Disease management programs for diabetes care based on bundled payment did not slow down the cost growth. Multimorbid adult patients with diabetes had largest cost growth.
Objectives: In the Netherlands, disease management programs (DMPs) for chronic diseases were formerly financed by fee-for-service payments supple­mented by management fees (MFs). To stimulate diabetes DMPs nationwide, a bundled payment (BP) system was implemented alongside the existing system. We assessed the effects of diabetes DMPs and related payment systems on healthcare costs growth.
Study Design: We had access to all Dutch health claims data in order to study, in a longitudinal-retrospective design, the nationwide BP experiment. To the best of our knowledge, we are the first to study the differentiation between 2 alternative payment schemes for DMPs.
Methods: To answer our research question, we used the curative healthcare costs (sum of general practice costs, hospital-based specialist care, and pharma­cy) from 64,011 adult patients with type 2 diabetes of 3062 different general practitioners (GPs). We performed multi-level regression analyses with differ­ence in costs of 2008 to 2009 as the dependent variable, adjusting for baseline costs, age, sex, and comorbidity.

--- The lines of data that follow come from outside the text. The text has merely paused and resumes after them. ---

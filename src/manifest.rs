//! Stack Manifest - Reproducible Record Of A Resolution
//!
//! The stack hash covers only the deterministic fields (tag, request,
//! paths, blend, engine version), so identical requests against identical
//! layer pools reproduce identical hashes across runs.

use std::path::PathBuf;

use chrono::{DateTime, Utc};
use serde::{Deserialize, Serialize};
use serde_json::Value;
use sha2::{Digest, Sha256};
use uuid::Uuid;

use crate::compose::BlendMode;
use crate::ENGINE_VERSION;

#[derive(Debug, Clone, Serialize, Deserialize)]
pub struct StackManifest {
    pub id: String,
    pub tag: String,
    pub requested: Vec<String>,
    /// Bottom-to-top composite stack.
    pub paths: Vec<PathBuf>,
    pub blend: BlendMode,
    pub engine_version: String,
    pub created_at: DateTime<Utc>,
    pub stack_hash: String,
}

/// The hashed subset of the manifest. Id and timestamp stay out so the
/// hash is a pure function of the resolution inputs and outputs.
#[derive(Serialize)]
struct HashInput<'a> {
    tag: &'a str,
    requested: &'a [String],
    paths: &'a [PathBuf],
    blend: BlendMode,
    engine_version: &'a str,
}

impl StackManifest {
    pub fn new(
        tag: &str,
        requested: &[String],
        paths: Vec<PathBuf>,
        blend: BlendMode,
    ) -> Result<Self, serde_json::Error> {
        let stack_hash = stack_hash(tag, requested, &paths, blend)?;
        Ok(Self {
            id: Uuid::new_v4().to_string(),
            tag: tag.to_string(),
            requested: requested.to_vec(),
            paths,
            blend,
            engine_version: ENGINE_VERSION.to_string(),
            created_at: Utc::now(),
            stack_hash,
        })
    }
}

/// SHA-256 over the canonical JSON of the deterministic manifest fields.
pub fn stack_hash(
    tag: &str,
    requested: &[String],
    paths: &[PathBuf],
    blend: BlendMode,
) -> Result<String, serde_json::Error> {
    let canonical = canonical_json(&HashInput {
        tag,
        requested,
        paths,
        blend,
        engine_version: ENGINE_VERSION,
    })?;
    Ok(sha256_hex(canonical.as_bytes()))
}

/// Canonical JSON: object keys sorted, no whitespace.
pub fn canonical_json<T: Serialize>(value: &T) -> Result<String, serde_json::Error> {
    let value: Value = serde_json::to_value(value)?;
    serde_json::to_string(&sort_value(&value))
}

fn sort_value(value: &Value) -> Value {
    match value {
        Value::Object(map) => {
            let mut entries: Vec<_> = map.iter().collect();
            entries.sort_by(|a, b| a.0.cmp(b.0));
            Value::Object(
                entries
                    .into_iter()
                    .map(|(key, inner)| (key.clone(), sort_value(inner)))
                    .collect(),
            )
        }
        Value::Array(items) => Value::Array(items.iter().map(sort_value).collect()),
        _ => value.clone(),
    }
}

/// SHA-256 of bytes as a lowercase hex string.
pub fn sha256_hex(data: &[u8]) -> String {
    let digest = Sha256::digest(data);
    digest.iter().map(|byte| format!("{byte:02x}")).collect()
}

#[cfg(test)]
mod tests {
    use super::*;
    use serde_json::json;

    #[test]
    fn canonical_json_sorts_keys() {
        let obj = json!({"z": 1, "a": 2, "m": {"b": 1, "a": 2}});
        assert_eq!(
            canonical_json(&obj).unwrap(),
            r#"{"a":2,"m":{"a":2,"b":1},"z":1}"#
        );
    }

    #[test]
    fn stack_hash_is_stable() {
        let requested = vec!["smile".to_string()];
        let paths = vec![PathBuf::from("hero :: all__0.png")];
        let h1 = stack_hash("hero", &requested, &paths, BlendMode::Over).unwrap();
        let h2 = stack_hash("hero", &requested, &paths, BlendMode::Over).unwrap();
        assert_eq!(h1, h2);
    }

    #[test]
    fn stack_hash_tracks_inputs() {
        let requested = vec!["smile".to_string()];
        let paths = vec![PathBuf::from("hero :: all__0.png")];
        let h1 = stack_hash("hero", &requested, &paths, BlendMode::Over).unwrap();
        let h2 = stack_hash("hero", &requested, &paths, BlendMode::Multiply).unwrap();
        assert_ne!(h1, h2);
    }

    #[test]
    fn manifest_id_and_timestamp_stay_out_of_hash() {
        let requested = vec!["smile".to_string()];
        let paths = vec![PathBuf::from("hero :: all__0.png")];
        let m1 =
            StackManifest::new("hero", &requested, paths.clone(), BlendMode::Over).unwrap();
        let m2 = StackManifest::new("hero", &requested, paths, BlendMode::Over).unwrap();
        assert_ne!(m1.id, m2.id);
        assert_eq!(m1.stack_hash, m2.stack_hash);
    }
}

Results: Results showed an increase of €172 ($219) per patient in curative healthcare costs and an additional increase of €287 ($366) per patient enrolled in BP DMPs from the first to the second year after implementation. The cost increase in the MF group did not differ from the care as usual. Cost increases did not vary between GPs or insurers. We found that an increase in costs was much more likely for multimorbid adult patients with diabetes.
Conclusions: The BP model was associated with increasing cost growth, at least in the star t-up phase.
The healthcare systems of western countries face the in­creasing challenge of providing high-quality care while simultaneously keeping their healthcare systems afford­able and accessible. In many countries, including the USA and the Netherlands, integrated care in combination with payment reforms are increasingly seen as the main tools in meeting these challenges. The aim of all payment reforms is to establish the financial alignment of care providers in order to enhance the quality and continuity of integrated care, while simultaneously slowing down the growth of costs. One such payment reform in the United States that is targeting primary care is the Alternative Quality Contract (AQC).1 Research has shown that patients of primary care physicians enrolled in AQC showed a slower cost increase than patients in the control group.2,3 In the Netherlands, integrated care for chronically ill patients is organized similar­ly into disease management programs (DMPs) (see for more information [eAppendices available at www.ajmc. com]). In the Netherlands, DMPs were introduced 2 decades ago, but a nationwide establishment of DMPs was hampered by a fragmented Dutch funding system.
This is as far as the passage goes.